Il tient son nom d'un sénateur démocrate de Virginie, Carter Glass, ancien secrétaire au Trésor, et d'un représentant démocrate de l'Alabama, Henry B. Steagall, président de la commission Banque et Monnaie de la chambre des représentants.
Battu en brèche depuis le milieu des années 1970 et largement contourné par l'ensemble de la profession bancaire, il a finalement été abrogé le 12 novembre 1999 par le Financial Services Modernization Act, dit Gramm-Leach-Bliley Act, juste à temps pour permettre la fusion constitutive de Citigroup.
Sommaire
Contexte historique
Fin XIXe siècle et début XXe siècle, des faillites bancaires retentissantes avaient déjà soulevé la question du risque de liquidité pour les établissements financiers. La « doctrine Germain » – du nom du banquier français Henri Germain, directeur à l'époque du Crédit lyonnais – est formulée une première fois en 1882, puis en 1904. Elle préconise clairement l'idée qu'il faut séparer les activités de banque de dépôt de celles de banque d'affaires.
Aux États-Unis, la crise boursière d'octobre 1929 déclenche l'inquiétude chez les déposants qui craignent que la banque de dépôt qui abrite leur compte, ait pu subir de lourdes pertes suite à l'effondrement du marché des actions. Or beaucoup d'établissements ont engagé leurs avoirs dans des investissements à moyen ou long terme. Ne pouvant faire face aux demandes de retrait des déposants, ils se retrouvent en situation de non-liquidité. Comme l'industrie bancaire est très morcelée, ces retraits massifs de déposants craignant la banqueroute, acculent les banques à la faillite et finissent par causer une réaction en chaîne proprement dévastatrice.

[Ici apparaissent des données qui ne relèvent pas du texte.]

//! # Request Extraction & Validation
//!
//! The [`Validate`] trait for request DTOs and helpers that map JSON
//! rejections to [`AppError`].

use axum::extract::rejection::JsonRejection;
use axum::Json;

use crate::error::AppError;

/// Business-rule validation beyond what serde checks.
pub trait Validate {
    fn validate(&self) -> Result<(), String>;
}

/// Extract a JSON body, mapping deserialization errors to
/// [`AppError::BadRequest`].
pub fn extract_json<T>(result: Result<Json<T>, JsonRejection>) -> Result<T, AppError> {
    result
        .map(|Json(v)| v)
        .map_err(|err| AppError::BadRequest(err.body_text()))
}

/// Extract a JSON body and run its [`Validate`] rules.
pub fn extract_validated_json<T: Validate>(
    result: Result<Json<T>, JsonRejection>,
) -> Result<T, AppError> {
    let value = extract_json(result)?;
    value.validate().map_err(AppError::Validation)?;
    Ok(value)
}
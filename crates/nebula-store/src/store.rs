//! # Store Contract
//!
//! The async interface the rest of the stack uses to load and commit
//! bounty and chat records.

use async_trait::async_trait;
use serde::{Deserialize, Serialize};
use thiserror::Error;
use tokio::sync::broadcast;

use nebula_core::{ActorId, BountyId, MessageId, Timestamp, ValidationError};
use nebula_state::{Bounty, BountyStatus, NewBounty};

// -- Errors -------------------------------------------------------------------

/// Errors returned by a [`BountyStore`].
#[derive(Error, Debug, Clone, PartialEq)]
pub enum StoreError {
    /// No bounty with this id.
    #[error("bounty {0} not found")]
    NotFound(BountyId),

    /// The persisted status no longer matches the status the caller
    /// observed when it validated the transition.
    #[error("bounty {id} changed status: expected {expected}, found {actual}")]
    StatusChanged {
        id: BountyId,
        expected: BountyStatus,
        actual: BountyStatus,
    },

    /// A write would leave an open bounty with an assigned worker.
    #[error("bounty {0} cannot be open with an assigned worker")]
    WorkerOnOpenBounty(BountyId),

    /// Chat messages must carry content.
    #[error("chat message content must not be empty")]
    EmptyMessage,

    /// The record failed domain validation.
    #[error("invalid record: {0}")]
    InvalidRecord(#[from] ValidationError),

    /// The backing store could not serve the request.
    #[error("store unavailable: {0}")]
    Unavailable(String),
}

// -- Records ------------------------------------------------------------------

/// Which side of a bounty an actor is on.
#[derive(Debug, Clone, Copy, PartialEq, Eq, Serialize, Deserialize)]
#[serde(rename_all = "snake_case")]
pub enum ActorRole {
    /// Matches `creator_id`.
    Creator,
    /// Matches `worker_id`.
    Worker,
}

impl ActorRole {
    pub fn as_str(&self) -> &'static str {
        match self {
            Self::Creator => "creator",
            Self::Worker => "worker",
        }
    }
}

impl std::fmt::Display for ActorRole {
    fn fmt(&self, f: &mut std::fmt::Formatter<'_>) -> std::fmt::Result {
        f.write_str(self.as_str())
    }
}

impl std::str::FromStr for ActorRole {
    type Err = String;

    fn from_str(s: &str) -> Result<Self, Self::Err> {
        match s {
            "creator" => Ok(Self::Creator),
            "worker" => Ok(Self::Worker),
            other => Err(format!("unknown actor role: {other:?}")),
        }
    }
}

/// A chat message attached to a bounty.
#[derive(Debug, Clone, PartialEq, Serialize, Deserialize)]
pub struct ChatMessage {
    pub id: MessageId,
    pub bounty_id: BountyId,
    pub sender_id: ActorId,
    pub content: String,
    pub timestamp: Timestamp,
}

// -- Trait --------------------------------------------------------------------

/// Persistence contract for bounties and their chat.
///
/// Implementations must make every write atomic with respect to concurrent
/// readers and writers. A write whose precondition fails leaves the record
/// untouched.
#[async_trait]
pub trait BountyStore: Send + Sync {
    /// Load a single bounty. `Ok(None)` when the id is unknown.
    async fn load_bounty(&self, id: &BountyId) -> Result<Option<Bounty>, StoreError>;

    /// Bounties where `actor` holds `role`, in creation order.
    async fn load_bounties_for_actor(
        &self,
        actor: &ActorId,
        role: ActorRole,
    ) -> Result<Vec<Bounty>, StoreError>;

    /// Bounties currently in `status`, in creation order.
    async fn load_bounties_by_status(&self, status: BountyStatus)
        -> Result<Vec<Bounty>, StoreError>;

    /// Every bounty, in creation order.
    async fn list_bounties(&self) -> Result<Vec<Bounty>, StoreError>;

    /// Assign an id and creation time, and persist a new `open` bounty.
    async fn create_bounty(&self, new: NewBounty) -> Result<Bounty, StoreError>;

    /// Overwrite the status of a bounty. A `worker` of `None` keeps the
    /// existing worker.
    ///
    /// This is the unconditional write. Lifecycle moves go through
    /// [`BountyStore::commit_transition`].
    async fn update_bounty_status(
        &self,
        id: &BountyId,
        status: BountyStatus,
        worker: Option<ActorId>,
    ) -> Result<Bounty, StoreError>;

    /// Commit a validated transition, provided the persisted status still
    /// equals `expected`. Otherwise fails with [`StoreError::StatusChanged`]
    /// and leaves the record untouched.
    async fn commit_transition(
        &self,
        id: &BountyId,
        expected: BountyStatus,
        to: BountyStatus,
        worker: Option<ActorId>,
    ) -> Result<Bounty, StoreError>;

    /// Messages for a bounty, oldest first.
    async fn messages_for_bounty(&self, id: &BountyId) -> Result<Vec<ChatMessage>, StoreError>;

    /// Append a message to an existing bounty's chat and notify subscribers.
    async fn send_message(
        &self,
        bounty: &BountyId,
        sender: &ActorId,
        content: String,
    ) -> Result<ChatMessage, StoreError>;

    /// Receive every message written after this call.
    fn subscribe_messages(&self) -> broadcast::Receiver<ChatMessage>;
}

#[cfg(test)]
mod tests {
    use super::*;

    #[test]
    fn actor_role_parses() {
        assert_eq!("creator".parse::<ActorRole>().unwrap(), ActorRole::Creator);
        assert_eq!("worker".parse::<ActorRole>().unwrap(), ActorRole::Worker);
        assert!("owner".parse::<ActorRole>().is_err());
    }

    #[test]
    fn chat_message_serializes_ids_as_strings() {
        let message = ChatMessage {
            id: MessageId::new(),
            bounty_id: BountyId::new("bounty2").unwrap(),
            sender_id: ActorId::new("user1").unwrap(),
            content: "Preview is up.".into(),
            timestamp: Timestamp::parse("2025-01-16T10:42:00Z").unwrap(),
        };
        let json = serde_json::to_value(&message).unwrap();
        assert_eq!(json["bounty_id"], "bounty2");
        assert_eq!(json["sender_id"], "user1");
        assert_eq!(json["content"], "Preview is up.");

        let back: ChatMessage = serde_json::from_value(json).unwrap();
        assert_eq!(back, message);
        assert!(serde_json::from_str::<ActorRole>("\"worker\"").is_ok());
    }

    #[test]
    fn status_changed_names_both_states() {
        let err = StoreError::StatusChanged {
            id: BountyId::sequential(3),
            expected: BountyStatus::PendingReview,
            actual: BountyStatus::Completed,
        };
        assert_eq!(
            err.to_string(),
            "bounty bounty3 changed status: expected pending-review, found completed"
        );
    }
}
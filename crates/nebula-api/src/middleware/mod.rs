//! Tower middleware for the API router.

pub mod metrics;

Pour remettre la situation d'aplomb, deux grandes options s'offrent schématiquement au législateur :
- ou bien forcer une concentration des banques en quelques grands groupes solides et diversifiés ;
- ou au contraire, organiser la protection de l'industrie bancaire en l'état, en la laissant morcelée.
Le contexte politique va trancher assez vite. En 1933, un jeune procureur, conseiller auprès de la Commission des Affaires monétaires et Finances du Sénat américain, Ferdinand Pecora, conduit devant ladite Commission des auditions très violentes et spectaculaires de dirigeants de banques sur leur rôle détestable dans le krach. Il fait enfin basculer l'opinion en faveur d'une limitation du rôle des banques.
Séparation des métiers bancaires
Le Glass-Steagall Act distingue deux métiers bancaires :
- la banque de dépôt (commercial banking, en anglais), c'est-à-dire les activités de prêts et de dépôts,
- la banque d'investissement (investment banking, en anglais), c'est-à-dire les opérations sur titres et valeurs mobilières,
et les déclare désormais incompatibles. Les banques existantes doivent choisir d'abandonner l'un des deux métiers.
Les conséquences structurelles
J.P. Morgan & Co. choisit la banque commerciale, mais des dirigeants mécontents de ce choix quittent l'établissement et fondent la banque d'investissement Morgan Stanley. Lehman Brothers ferme ses activités bancaires, ne restant que maison de titres, tandis que Chase et City toutes deux abandonnent les marchés financiers.
Le paysage bancaire américain va donc se polariser et cette législation va en fait faire émerger des banques d'investissement de très grande taille mais qui n'ont pas la surface financière que donnerait leur adossement à une grande banque de dépôts.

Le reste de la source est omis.